1634, Batavia (now known as Jakarta, Indonesia). The VOC ship, The Saardam, is about to journey to Amsterdam to deliver various cargo and one prisoner. The prisoner’s crime is being kept a secret by his accusers, but his fate is not. Execution. To his assistant, bodyguard, and close friend Arent, the prisoner is simply known as Sammy, and he requires Arent’s help to prove his innocence. To the rest of civilisation, the prisoner is known as Samuel Pipps, the world’s greatest detective. As the ship makes its way onto the open seas, Arent is determined to use every ounce of skill he has acquired from solving cases at Sammy’s side to uncover the (scurrilous?) charges and absolve his friend of them. He is sailing in dark, uncharted waters though because he cannot rely on his friend to help solve the case due to his imprisonment (which is a stroke of genius dear author, teasing us with this brilliant detective but shackling him so to speak). But they have hardly set sail when the ship is plagued by several ominous, sometimes deadly occurrences, forcing Arent to divert his attention as devilry threatens to tear everything apart.

‘Know that my master’ – his roaming gaze snagged on Arent, causing the mercenary’s heart to jolt – ‘sails aboard the Saardam. He is the lord of hidden things; all desperate and dark things. He offers this warning in accordance with the old laws. The Saardam’s cargo is sin and all who board her will be brought to merciless ruin. She will not reach Amsterdam.’

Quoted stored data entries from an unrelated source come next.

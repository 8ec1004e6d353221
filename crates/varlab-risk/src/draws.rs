//! Deterministic uniform draws with record and replay.
//!
//! A [`DrawProvider`] is always in exactly one of three modes:
//!
//! - **Live**: draws come straight from a seeded ChaCha8 generator
//! - **Recording**: draws come from the generator and are appended to a [`DrawLog`]
//! - **Replaying**: draws come back from a log, strictly in recorded order
//!
//! Replay is positional. The [`DrawKey`] passed on each request is kept in the
//! log for inspection but is not used to look values up.
//!
//! ```rust
//! use varlab_risk::draws::{DrawKey, DrawProvider};
//!
//! let mut recorder = DrawProvider::recording(7);
//! let a = recorder.next_uniform(DrawKey::new(0, 0, 0)).unwrap();
//! let b = recorder.next_uniform(DrawKey::new(0, 0, 1)).unwrap();
//!
//! let mut replay = recorder.into_replay().unwrap();
//! assert_eq!(replay.next_uniform(DrawKey::new(0, 0, 0)).unwrap(), a);
//! assert_eq!(replay.next_uniform(DrawKey::new(0, 0, 1)).unwrap(), b);
//! assert!(replay.next_uniform(DrawKey::new(0, 0, 2)).is_err());
//! ```

use std::fmt;
use std::str::FromStr;

use rand::{Rng, SeedableRng};
use rand_chacha::ChaCha8Rng;
use serde::{Deserialize, Serialize};

use varlab_config::SimulationConfig;

use crate::error::{RiskError, RiskResult};

// =============================================================================
// KEYS AND RECORDS
// =============================================================================

/// Logical coordinate of a draw: scenario, period and sub-step.
///
/// Text form is `s:t:dt`, e.g. `12:0:3`.
#[derive(Debug, Clone, Copy, PartialEq, Eq, Hash, Serialize, Deserialize)]
pub struct DrawKey {
    /// Scenario (path) index.
    pub scenario: usize,
    /// Period index within the horizon.
    pub period: u32,
    /// Sub-step index within the period.
    pub substep: u32,
}

impl DrawKey {
    /// Creates a key.
    #[must_use]
    pub const fn new(scenario: usize, period: u32, substep: u32) -> Self {
        Self {
            scenario,
            period,
            substep,
        }
    }
}

impl fmt::Display for DrawKey {
    fn fmt(&self, f: &mut fmt::Formatter<'_>) -> fmt::Result {
        write!(f, "{}:{}:{}", self.scenario, self.period, self.substep)
    }
}

impl FromStr for DrawKey {
    type Err = RiskError;

    fn from_str(s: &str) -> RiskResult<Self> {
        let bad =
            || RiskError::invalid_parameter("draw_key", format!("expected s:t:dt, got {s:?}"));
        let mut parts = s.split(':');
        let (Some(scenario), Some(period), Some(substep), None) =
            (parts.next(), parts.next(), parts.next(), parts.next())
        else {
            return Err(bad());
        };
        Ok(Self {
            scenario: scenario.trim().parse().map_err(|_| bad())?,
            period: period.trim().parse().map_err(|_| bad())?,
            substep: substep.trim().parse().map_err(|_| bad())?,
        })
    }
}

/// One recorded draw.
#[derive(Debug, Clone, Copy, PartialEq, Serialize, Deserialize)]
pub struct DrawRecord {
    /// Position in the recording, starting at zero.
    pub sequence: usize,
    /// Coordinate the draw was requested for.
    pub key: DrawKey,
    /// The uniform value in `[0, 1)`.
    pub value: f64,
}

/// Ordered list of recorded draws.
#[derive(Debug, Clone, Default, PartialEq, Serialize, Deserialize)]
pub struct DrawLog {
    records: Vec<DrawRecord>,
}

impl DrawLog {
    /// Creates an empty log.
    #[must_use]
    pub fn new() -> Self {
        Self::default()
    }

    /// Rebuilds a log from exported records.
    ///
    /// # Errors
    ///
    /// Returns `Alignment` unless sequence numbers run 0, 1, 2, ... in order,
    /// and `InvalidParameter` for a value outside `[0, 1)`.
    pub fn from_records(records: Vec<DrawRecord>) -> RiskResult<Self> {
        for (expected, record) in records.iter().enumerate() {
            if record.sequence != expected {
                return Err(RiskError::alignment(format!(
                    "draw sequence {} found where {expected} was expected",
                    record.sequence
                )));
            }
            if !(0.0..1.0).contains(&record.value) {
                return Err(RiskError::invalid_parameter(
                    "draw",
                    format!("value {} at sequence {expected} is outside [0, 1)", record.value),
                ));
            }
        }
        Ok(Self { records })
    }

    /// Number of recorded draws.
    #[must_use]
    pub fn len(&self) -> usize {
        self.records.len()
    }

    /// Returns true if nothing was recorded.
    #[must_use]
    pub fn is_empty(&self) -> bool {
        self.records.is_empty()
    }

    /// The records in draw order.
    #[must_use]
    pub fn records(&self) -> &[DrawRecord] {
        &self.records
    }

    /// Iterates the records in draw order.
    pub fn iter(&self) -> std::slice::Iter<'_, DrawRecord> {
        self.records.iter()
    }

    /// Consumes the log, returning its records.
    #[must_use]
    pub fn into_records(self) -> Vec<DrawRecord> {
        self.records
    }

    fn push(&mut self, key: DrawKey, value: f64) {
        let sequence = self.records.len();
        self.records.push(DrawRecord {
            sequence,
            key,
            value,
        });
    }
}

impl<'a> IntoIterator for &'a DrawLog {
    type Item = &'a DrawRecord;
    type IntoIter = std::slice::Iter<'a, DrawRecord>;

    fn into_iter(self) -> Self::IntoIter {
        self.records.iter()
    }
}

// =============================================================================
// PROVIDER
// =============================================================================

/// Mode of a [`DrawProvider`].
#[derive(Debug, Clone, Copy, PartialEq, Eq)]
pub enum DrawMode {
    /// Generator only.
    Live,
    /// Generator, with every draw logged.
    Recording,
    /// Logged draws, in order.
    Replaying,
}

#[derive(Clone)]
enum State {
    Live { rng: ChaCha8Rng },
    Recording { rng: ChaCha8Rng, log: DrawLog },
    Replaying { log: DrawLog, cursor: usize },
}

/// Source of uniform draws for a simulation.
///
/// Owned by exactly one simulation at a time; `Send` so batches can move
/// providers onto worker threads.
#[derive(Clone)]
pub struct DrawProvider {
    state: State,
}

impl DrawProvider {
    /// Live provider seeded with `seed`.
    #[must_use]
    pub fn live(seed: u64) -> Self {
        Self {
            state: State::Live {
                rng: ChaCha8Rng::seed_from_u64(seed),
            },
        }
    }

    /// Recording provider seeded with `seed`.
    #[must_use]
    pub fn recording(seed: u64) -> Self {
        Self {
            state: State::Recording {
                rng: ChaCha8Rng::seed_from_u64(seed),
                log: DrawLog::new(),
            },
        }
    }

    /// Replaying provider over `log`, cursor at the first draw.
    ///
    /// # Errors
    ///
    /// Returns `NoRecording` if the log is empty.
    pub fn replaying(log: DrawLog) -> RiskResult<Self> {
        if log.is_empty() {
            return Err(RiskError::NoRecording);
        }
        Ok(Self {
            state: State::Replaying { log, cursor: 0 },
        })
    }

    /// Live or recording provider per the run configuration.
    #[must_use]
    pub fn from_config(config: &SimulationConfig) -> Self {
        if config.record_draws {
            Self::recording(config.seed)
        } else {
            Self::live(config.seed)
        }
    }

    /// Current mode.
    #[must_use]
    pub fn mode(&self) -> DrawMode {
        match self.state {
            State::Live { .. } => DrawMode::Live,
            State::Recording { .. } => DrawMode::Recording,
            State::Replaying { .. } => DrawMode::Replaying,
        }
    }

    /// Next uniform value in `[0, 1)` for `key`.
    ///
    /// # Errors
    ///
    /// Returns `ReplayExhausted` when replaying past the end of the log.
    pub fn next_uniform(&mut self, key: DrawKey) -> RiskResult<f64> {
        match &mut self.state {
            State::Live { rng } => Ok(rng.gen::<f64>()),
            State::Recording { rng, log } => {
                let value = rng.gen::<f64>();
                log.push(key, value);
                Ok(value)
            }
            State::Replaying { log, cursor } => {
                let record = log.records.get(*cursor).ok_or(RiskError::ReplayExhausted {
                    recorded: log.len(),
                    key,
                })?;
                *cursor += 1;
                Ok(record.value)
            }
        }
    }

    /// Switches a recording provider to replay its own log from the start.
    ///
    /// # Errors
    ///
    /// Returns `NoRecording` from live mode or when nothing was recorded.
    pub fn into_replay(self) -> RiskResult<Self> {
        match self.state {
            State::Recording { log, .. } => Self::replaying(log),
            State::Replaying { log, .. } => Ok(Self {
                state: State::Replaying { log, cursor: 0 },
            }),
            State::Live { .. } => Err(RiskError::NoRecording),
        }
    }

    /// Moves the replay cursor back to the first draw.
    ///
    /// # Errors
    ///
    /// Returns `NoRecording` unless replaying.
    pub fn rewind(&mut self) -> RiskResult<()> {
        match &mut self.state {
            State::Replaying { cursor, .. } => {
                *cursor = 0;
                Ok(())
            }
            _ => Err(RiskError::NoRecording),
        }
    }

    /// Draws served so far in replay mode, or recorded so far in recording mode.
    #[must_use]
    pub fn position(&self) -> usize {
        match &self.state {
            State::Live { .. } => 0,
            State::Recording { log, .. } => log.len(),
            State::Replaying { cursor, .. } => *cursor,
        }
    }

    /// The log being recorded or replayed.
    #[must_use]
    pub fn log(&self) -> Option<&DrawLog> {
        match &self.state {
            State::Live { .. } => None,
            State::Recording { log, .. } | State::Replaying { log, .. } => Some(log),
        }
    }

    /// Takes the recorded log, leaving an empty one so recording can continue.
    ///
    /// Returns `None` unless recording.
    pub fn take_log(&mut self) -> Option<DrawLog> {
        match &mut self.state {
            State::Recording { log, .. } => Some(std::mem::take(log)),
            _ => None,
        }
    }
}

impl fmt::Debug for DrawProvider {
    fn fmt(&self, f: &mut fmt::Formatter<'_>) -> fmt::Result {
        f.debug_struct("DrawProvider")
            .field("mode", &self.mode())
            .field("position", &self.position())
            .field("logged", &self.log().map_or(0, DrawLog::len))
            .finish()
    }
}

#[cfg(test)]
mod tests {
    use super::*;

    fn draw_n(provider: &mut DrawProvider, n: usize) -> Vec<f64> {
        (0..n)
            .map(|i| provider.next_uniform(DrawKey::new(i, 0, 0)).unwrap())
            .collect()
    }

    #[test]
    fn test_live_is_seeded() {
        let a = draw_n(&mut DrawProvider::live(42), 50);
        let b = draw_n(&mut DrawProvider::live(42), 50);
        let c = draw_n(&mut DrawProvider::live(43), 50);
        assert_eq!(a, b);
        assert_ne!(a, c);
        assert!(a.iter().all(|u| (0.0..1.0).contains(u)));
    }

    #[test]
    fn test_recording_matches_live() {
        let live = draw_n(&mut DrawProvider::live(9), 20);
        let mut recorder = DrawProvider::recording(9);
        let recorded = draw_n(&mut recorder, 20);
        assert_eq!(live, recorded);

        let log = recorder.log().unwrap();
        assert_eq!(log.len(), 20);
        assert_eq!(log.records()[3].sequence, 3);
        assert_eq!(log.records()[3].key, DrawKey::new(3, 0, 0));
    }

    #[test]
    fn test_replay_and_rewind() {
        let mut recorder = DrawProvider::recording(1);
        let original = draw_n(&mut recorder, 10);
        let mut replay = recorder.into_replay().unwrap();
        assert_eq!(replay.mode(), DrawMode::Replaying);

        assert_eq!(draw_n(&mut replay, 10), original);
        assert!(matches!(
            replay.next_uniform(DrawKey::new(10, 0, 0)),
            Err(RiskError::ReplayExhausted { recorded: 10, .. })
        ));

        replay.rewind().unwrap();
        assert_eq!(draw_n(&mut replay, 10), original);
    }

    #[test]
    fn test_replay_ignores_keys() {
        let mut recorder = DrawProvider::recording(3);
        let first = recorder.next_uniform(DrawKey::new(0, 0, 0)).unwrap();
        let mut replay = recorder.into_replay().unwrap();
        assert_eq!(replay.next_uniform(DrawKey::new(99, 5, 5)).unwrap(), first);
    }

    #[test]
    fn test_no_recording() {
        assert_eq!(
            DrawProvider::live(1).into_replay().unwrap_err(),
            RiskError::NoRecording
        );
        assert_eq!(
            DrawProvider::recording(1).into_replay().unwrap_err(),
            RiskError::NoRecording
        );
        assert_eq!(
            DrawProvider::replaying(DrawLog::new()).unwrap_err(),
            RiskError::NoRecording
        );
        assert!(DrawProvider::live(1).rewind().is_err());
    }

    #[test]
    fn test_take_log() {
        let mut recorder = DrawProvider::recording(5);
        draw_n(&mut recorder, 4);
        let log = recorder.take_log().unwrap();
        assert_eq!(log.len(), 4);
        assert_eq!(recorder.log().map(DrawLog::len), Some(0));
        assert!(DrawProvider::live(5).take_log().is_none());
    }

    #[test]
    fn test_key_text_form() {
        let key = DrawKey::new(12, 0, 3);
        assert_eq!(key.to_string(), "12:0:3");
        assert_eq!("12:0:3".parse::<DrawKey>().unwrap(), key);
        assert!("12:0".parse::<DrawKey>().is_err());
        assert!("1:2:3:4".parse::<DrawKey>().is_err());
        assert!("a:0:0".parse::<DrawKey>().is_err());
    }

    fn record(sequence: usize, value: f64) -> DrawRecord {
        DrawRecord {
            sequence,
            key: DrawKey::new(0, 0, sequence as u32),
            value,
        }
    }

    #[test]
    fn test_from_records_checks_sequence() {
        let good = vec![record(0, 0.1), record(1, 0.2)];
        assert_eq!(DrawLog::from_records(good).unwrap().len(), 2);

        let gap = vec![record(0, 0.1), record(2, 0.2)];
        assert!(matches!(
            DrawLog::from_records(gap),
            Err(RiskError::Alignment { .. })
        ));

        assert!(DrawLog::from_records(vec![record(0, 1.0)]).is_err());
    }

    #[test]
    fn test_from_config() {
        let config = SimulationConfig::quick().with_recording(true);
        assert_eq!(DrawProvider::from_config(&config).mode(), DrawMode::Recording);
        assert_eq!(
            DrawProvider::from_config(&SimulationConfig::quick()).mode(),
            DrawMode::Live
        );
    }
}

Turton has written quite the colourful cast of characters here, keeping them very distinctive (always appreciated) and fascinating, each in their own right. While my favourite was Arent (loyal, steadfast, brilliant, Arent), I thoroughly enjoyed all of the characters, with Sarah and Lia also standing out from the pack. Sarah for her refusal to any longer be demure and diminished and showing what she is capable of, and Lia, with her obsessively inquisitive nature and intellect, also giving glimpses of her promising capabilities, but still mostly leashed. Thrown together with a motley crew of sailors (and more than a few of them unsavoury fellows) in a claustrophobic setting such as this, a ship at sea for months on end, you have quite the melting pot of flavours which is sure to boil over at some point. Especially considering the vastly different classes and beliefs. Superstition has ever been an irrational bedfellow, and sailors can be a very excitable lot.

Everybody thinks sailing is about the wind and waves. It aint. Sailing’s about the crew, which means it’s about superstition and hate. The men you’re depending on to get you home are murderers, cutpurses and malcontents, unfit for anything else. They’re only on this ship because they’d be hanged anywhere else. They’ve got short tempers and violent passions, and we’ve locked them all together in a space we’d feel bad keeping cattle in.

The confined space of the ship of course also made for extremely atmospheric reading. The vastness of the sea, the isolation, fear of the unknown – all of it makes for one hell of a creepy terror show when things start going wrong. I admit, seafaring stories have not always worked for me in print (although I adore them on screen), but Turton never makes it feel like you are reading a seafaring story, rather, putting the characters of which the sea and ship feel part of, in the spotlight, together with the mystery unfolding on the decks.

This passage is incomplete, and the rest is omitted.